00:58:26Marc:So what I'm asking myself is that feeling of giving,
00:58:30Marc:Or that feeling of allowing yourself to be vulnerable enough to actually be there emotionally for somebody else.
00:58:37Marc:Maybe even someone you don't know is an overwhelming and almost frightening moment for some people.
00:58:43Marc:You're dealing with a lot more people who are like, I don't know who I am.
00:58:45Marc:What am I going to do?
00:58:46Marc:Like, I feel sad.
00:58:47Marc:My dog is sick.
00:58:48Marc:I wish I could help that guy.
00:58:50Marc:Right.
00:58:50Marc:You know, and within within you go three more steps down, whatever I was just doing and you're depressed.
00:58:55Marc:Right.
00:58:55Marc:And you're overwhelmed with the sort of anxiety.
00:58:58Marc:Right.
00:58:58Marc:So how do you you connect those two and make it genuine?

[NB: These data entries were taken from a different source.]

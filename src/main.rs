use chainfs::{FileSystem, FsConfig, MountPolicy, VolumeFile, DEFAULT_VOLUME_SIZE};
use clap::{Parser, Subcommand};
use eyre::{Context, Result};
use std::io::{Read, Write};
use std::path::PathBuf;
use tracing::trace;
use tracing_subscriber::{layer::SubscriberExt, util::SubscriberInitExt, EnvFilter};

#[derive(Parser)]
struct Cli {
    /// Volume file, created if missing
    #[arg(short = 'v', long, default_value = "chainfs.img")]
    volume: PathBuf,
    /// Size of the volume file in bytes
    #[arg(long, default_value_t = DEFAULT_VOLUME_SIZE)]
    size: usize,
    /// Refuse to touch a file that holds no volume instead of formatting it
    #[arg(long)]
    strict: bool,
    /// Inode table blocks used when formatting
    #[arg(long)]
    inode_blocks: Option<u32>,
    #[command(subcommand)]
    command: Command,
}

#[derive(Subcommand)]
enum Command {
    /// Erase the volume and create an empty root directory
    Format,
    Ls {
        #[arg(index = 1, default_value = "/")]
        path: String,
    },
    Mkdir {
        #[arg(index = 1)]
        path: String,
    },
    Touch {
        #[arg(index = 1)]
        path: String,
    },
    Cat {
        #[arg(index = 1)]
        path: String,
    },
    /// Replace a file's content, read from stdin when not given
    Write {
        #[arg(index = 1)]
        path: String,
        #[arg(index = 2)]
        content: Option<String>,
    },
    Df,
}

fn main() -> Result<()> {
    let cli = Cli::parse();
    tracing_subscriber::registry()
        .with(tracing_subscriber::fmt::layer())
        .with(EnvFilter::from_default_env())
        .init();
    trace!("Starting up chainfs cli");

    let mut config = FsConfig::default();
    if cli.strict {
        config.policy = MountPolicy::Strict;
    }
    if let Some(blocks) = cli.inode_blocks {
        config.inode_table_blocks = blocks;
    }
    let store = VolumeFile::open(&cli.volume, cli.size)?;
    let mut fs = match cli.command {
        Command::Format => FileSystem::format(store, config).wrap_err("Failed to format volume")?,
        _ => FileSystem::mount(store, config)
            .wrap_err_with(|| format!("Failed to mount {:?}", cli.volume))?,
    };

    match cli.command {
        Command::Format => {}
        Command::Ls { path } => {
            for entry in fs.list_dir(&path)? {
                let kind = if entry.is_dir { 'd' } else { '-' };
                println!("{kind} {:>8} {:>5} {}", entry.size, entry.inode, entry.name);
            }
        }
        Command::Mkdir { path } => fs.create_file(&path, true)?,
        Command::Touch { path } => fs.create_file(&path, false)?,
        Command::Cat { path } => {
            let content = fs.get_content(&path)?;
            std::io::stdout().write_all(&content)?;
        }
        Command::Write { path, content } => {
            let content = match content {
                Some(content) => content.into_bytes(),
                None => {
                    let mut buf = Vec::new();
                    std::io::stdin().read_to_end(&mut buf)?;
                    buf
                }
            };
            fs.set_content(&path, &content)
                .wrap_err_with(|| format!("Failed to write {path:?}"))?;
        }
        Command::Df => {
            let usage = fs.usage();
            println!(
                "{} blocks, {} free, {} inode slots, last inode {}",
                usage.block_count, usage.free_blocks, usage.inode_slots, usage.inode_counter
            );
        }
    }
    fs.into_store().sync()?;
    Ok(())
}
//! Slash-delimited path resolution.

use super::layout::{InodeRecord, ROOT_INODE};
use super::{FSError, FileSystem, Result};
use crate::store::BlockStore;
use tracing::trace;

/// Where relative paths start. Resolution never mutates a context,
/// changing directory produces a new one.
#[derive(Debug, Clone, Copy, PartialEq, Eq)]
pub struct ResolveContext {
    pub cwd: u32,
}

impl ResolveContext {
    pub const fn root() -> Self {
        Self { cwd: ROOT_INODE }
    }
}

impl Default for ResolveContext {
    fn default() -> Self {
        Self::root()
    }
}

/// Splits off the last component. The prefix keeps its trailing
/// separator so that `"/a"` yields `Some("/")`, i.e. the root; a bare
/// name yields `None`, i.e. the context directory.
pub fn split_last(path: &str) -> (Option<&str>, &str) {
    match path.rfind('/') {
        Some(idx) => (Some(&path[..=idx]), &path[idx + 1..]),
        None => (None, path),
    }
}

impl<S: BlockStore> FileSystem<S> {
    /// Walks `path` from the root when it starts with `/`, from `ctx`
    /// otherwise. Empty components are skipped.
    pub(crate) fn resolve_dir(&self, ctx: &ResolveContext, path: &str) -> Result<InodeRecord> {
        let start = if path.starts_with('/') {
            ROOT_INODE
        } else {
            ctx.cwd
        };
        let mut current = self
            .find_by_inode(start)?
            .ok_or_else(|| FSError::NotFound(format!("inode {start}")))?;
        for component in path.split('/').filter(|c| !c.is_empty()) {
            if !current.is_dir() {
                return Err(FSError::NotADirectory(component.to_string()));
            }
            let entry = self
                .list_entries(&current)?
                .into_iter()
                .find(|e| e.name_eq(component))
                .ok_or_else(|| FSError::NotFound(format!("the dir {component:?} in {path:?}")))?;
            current = self
                .find_by_inode(entry.inode)?
                .ok_or_else(|| FSError::NotFound(format!("inode {} of {component:?}", entry.inode)))?;
            trace!("Resolved {component:?} to inode {}", current.inode);
        }
        Ok(current)
    }

    /// The directory that holds (or will hold) the last component of
    /// `path`, together with that component.
    pub(crate) fn resolve_parent<'p>(
        &self,
        ctx: &ResolveContext,
        path: &'p str,
    ) -> Result<(InodeRecord, &'p str)> {
        let (prefix, name) = split_last(path);
        let parent = self.resolve_dir(ctx, prefix.unwrap_or(""))?;
        if !parent.is_dir() {
            return Err(FSError::NotADirectory(prefix.unwrap_or(path).to_string()));
        }
        Ok((parent, name))
    }
}
use packed_struct::PackingError;
use thiserror::Error;
use tracing::debug;

pub mod alloc;
pub mod dir;
pub mod inode;
pub mod layout;
pub mod meta;
pub mod path;
pub mod storage;

use layout::{validate_name, Geometry, InodeKind, InodeRecord, DEFAULT_INODE_TABLE_BLOCKS};
use meta::InfoRecord;
use path::ResolveContext;
use crate::store::BlockStore;

#[derive(Error, Debug)]
#[non_exhaustive]
pub enum FSError {
    #[error("Unable to find {0}")]
    NotFound(String),
    #[error("An entry named {0:?} already exists")]
    AlreadyExists(String),
    #[error("No free data block left on the volume")]
    StorageFull,
    #[error("The inode table has no empty slot left")]
    InodeTableFull,
    #[error("Inode {0} is not in the inode table")]
    InodeNotFound(u32),
    #[error("{0:?} is not a directory")]
    NotADirectory(String),
    #[error("{0:?} is a directory")]
    IsADirectory(String),
    #[error("Invalid name {name:?}: names are 1 to {max} bytes and may not contain '/'")]
    InvalidName { name: String, max: usize },
    #[error("The store holds no recognizable volume: {0}")]
    UnrecognizedVolume(&'static str),
    #[error("A store of {capacity} bytes cannot hold a volume with {inode_table_blocks} inode table blocks")]
    InvalidGeometry {
        capacity: usize,
        inode_table_blocks: u32,
    },
    #[error("The content of directory inode {0} is malformed. This indicates a corrupted filesystem")]
    CorruptDirectory(u32),
    #[error("Failed to pack or unpack an on-disk record")]
    Packing(#[from] PackingError),
}

pub type Result<T> = std::result::Result<T, FSError>;

/// What mounting does with a store whose header is not a chainfs header.
#[derive(Debug, Clone, Copy, PartialEq, Eq, Default)]
pub enum MountPolicy {
    /// Format the store, losing whatever it held.
    #[default]
    FormatOnMismatch,
    /// Fail with [`FSError::UnrecognizedVolume`].
    Strict,
}

#[derive(Debug, Clone, Copy, PartialEq, Eq)]
pub struct FsConfig {
    pub policy: MountPolicy,
    /// Only used when formatting, a mounted volume keeps its own.
    pub inode_table_blocks: u32,
}

impl Default for FsConfig {
    fn default() -> Self {
        Self {
            policy: MountPolicy::default(),
            inode_table_blocks: DEFAULT_INODE_TABLE_BLOCKS,
        }
    }
}

/// One row of [`FileSystem::list_dir`].
#[derive(Debug, Clone, PartialEq, Eq)]
pub struct DirListing {
    pub name: String,
    pub inode: u32,
    pub is_dir: bool,
    pub size: u32,
}

#[derive(Debug, Clone, Copy, PartialEq, Eq)]
pub struct Usage {
    pub block_count: u32,
    pub free_blocks: u32,
    pub inode_slots: usize,
    /// Highest inode number handed out so far.
    pub inode_counter: u32,
}

#[derive(Debug)]
pub struct FileSystem<Store: BlockStore> {
    store: Store,
    geometry: Geometry,
    info: InfoRecord,
}

impl<Store: BlockStore> FileSystem<Store> {
    pub fn geometry(&self) -> Geometry {
        self.geometry
    }

    pub fn into_store(self) -> Store {
        self.store
    }

    pub fn usage(&self) -> Usage {
        Usage {
            block_count: self.geometry.block_count,
            free_blocks: self.info.bitmap.count_clear(),
            inode_slots: self.geometry.inode_slots(),
            inode_counter: self.info.inode_counter,
        }
    }

    pub fn create_file(&mut self, path: &str, is_dir: bool) -> Result<()> {
        self.create_file_in(&ResolveContext::root(), path, is_dir)
    }

    pub fn get_content(&self, path: &str) -> Result<Vec<u8>> {
        self.get_content_in(&ResolveContext::root(), path)
    }

    pub fn set_content(&mut self, path: &str, content: &[u8]) -> Result<()> {
        self.set_content_in(&ResolveContext::root(), path, content)
    }

    pub fn list_dir(&self, path: &str) -> Result<Vec<DirListing>> {
        self.list_dir_in(&ResolveContext::root(), path)
    }

    pub fn stat(&self, path: &str) -> Result<InodeRecord> {
        self.stat_in(&ResolveContext::root(), path)
    }

    /// Creates an empty file, or a directory holding `.` and `..`, as the
    /// last component of `path`.
    pub fn create_file_in(&mut self, ctx: &ResolveContext, path: &str, is_dir: bool) -> Result<()> {
        let (mut parent, name) = self.resolve_parent(ctx, path)?;
        validate_name(name)?;
        if self.list_entries(&parent)?.iter().any(|e| e.name_eq(name)) {
            return Err(FSError::AlreadyExists(name.to_string()));
        }
        let kind = if is_dir {
            InodeKind::Directory
        } else {
            InodeKind::File
        };
        let mut entry = self.allocate_entry(kind)?;
        if is_dir {
            entry = self.init_new_directory(entry, parent)?;
        }
        self.add_entry(&mut parent, &entry, name)?;
        debug!("Created {path:?} as inode {}", entry.inode);
        Ok(())
    }

    pub fn get_content_in(&self, ctx: &ResolveContext, path: &str) -> Result<Vec<u8>> {
        let entry = self.stat_in(ctx, path)?;
        if entry.is_dir() {
            return Err(FSError::IsADirectory(path.to_string()));
        }
        self.read_content(&entry)
    }

    pub fn set_content_in(&mut self, ctx: &ResolveContext, path: &str, content: &[u8]) -> Result<()> {
        let mut entry = self.stat_in(ctx, path)?;
        if entry.is_dir() {
            return Err(FSError::IsADirectory(path.to_string()));
        }
        self.write_content(&mut entry, content)
    }

    pub fn list_dir_in(&self, ctx: &ResolveContext, path: &str) -> Result<Vec<DirListing>> {
        let dir = self.resolve_dir(ctx, path)?;
        if !dir.is_dir() {
            return Err(FSError::NotADirectory(path.to_string()));
        }
        self.list_entries(&dir)?
            .into_iter()
            .map(|e| -> Result<DirListing> {
                let child = self
                    .find_by_inode(e.inode)?
                    .ok_or_else(|| FSError::NotFound(e.name()))?;
                Ok(DirListing {
                    name: e.name(),
                    inode: child.inode,
                    is_dir: child.is_dir(),
                    size: child.size,
                })
            })
            .collect()
    }

    /// The inode record of the entry named by the last component of
    /// `path`, looked up among its parent's entries.
    pub fn stat_in(&self, ctx: &ResolveContext, path: &str) -> Result<InodeRecord> {
        let (parent, name) = self.resolve_parent(ctx, path)?;
        if name.is_empty() {
            // "/" or "dir/" name the directory itself
            return Ok(parent);
        }
        let entry = self
            .list_entries(&parent)?
            .into_iter()
            .find(|e| e.name_eq(name))
            .ok_or_else(|| FSError::NotFound(path.to_string()))?;
        self.find_by_inode(entry.inode)?
            .ok_or_else(|| FSError::NotFound(path.to_string()))
    }

    /// Returns a context rooted at the directory `path`.
    pub fn change_dir(&self, ctx: &ResolveContext, path: &str) -> Result<ResolveContext> {
        let dir = self.resolve_dir(ctx, path)?;
        if !dir.is_dir() {
            return Err(FSError::NotADirectory(path.to_string()));
        }
        Ok(ResolveContext { cwd: dir.inode })
    }
}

00:59:02Marc:That's the struggle.
00:59:04Marc:Right.
00:59:04Marc:And and not to make some sort of hackneyed.
00:59:07Marc:uh transition in the conversation i mean i i wish well for people but even as a person that has the same concerns you do there there has to be a point where like i'm doing this in my life and on some level it's the most i can do and even with a platform if i was to sit here and say we got to do something about the fucking hole in the ozone
00:59:25Marc:We got to do something about the ice.
00:59:26Marc:I'm losing polar bears every day.
00:59:29Marc:Right now, a polar bear is gasping for air, and I love polar bears.
00:59:33Marc:I mean, maybe a few people will listen to that, but I don't think it's going to facilitate change.
00:59:37Marc:Whereas, if I can be honest with my own struggles with this, like I said the other day, I don't know why I said it, but everybody should just be nice to an old person in a non-condescending way.
00:59:46Marc:Right.
00:59:47Guest:Right.
00:59:48Guest:Once this week.
00:59:48Guest:Yeah, they're a lot smarter.
00:59:50Guest:They've gone through more than we have.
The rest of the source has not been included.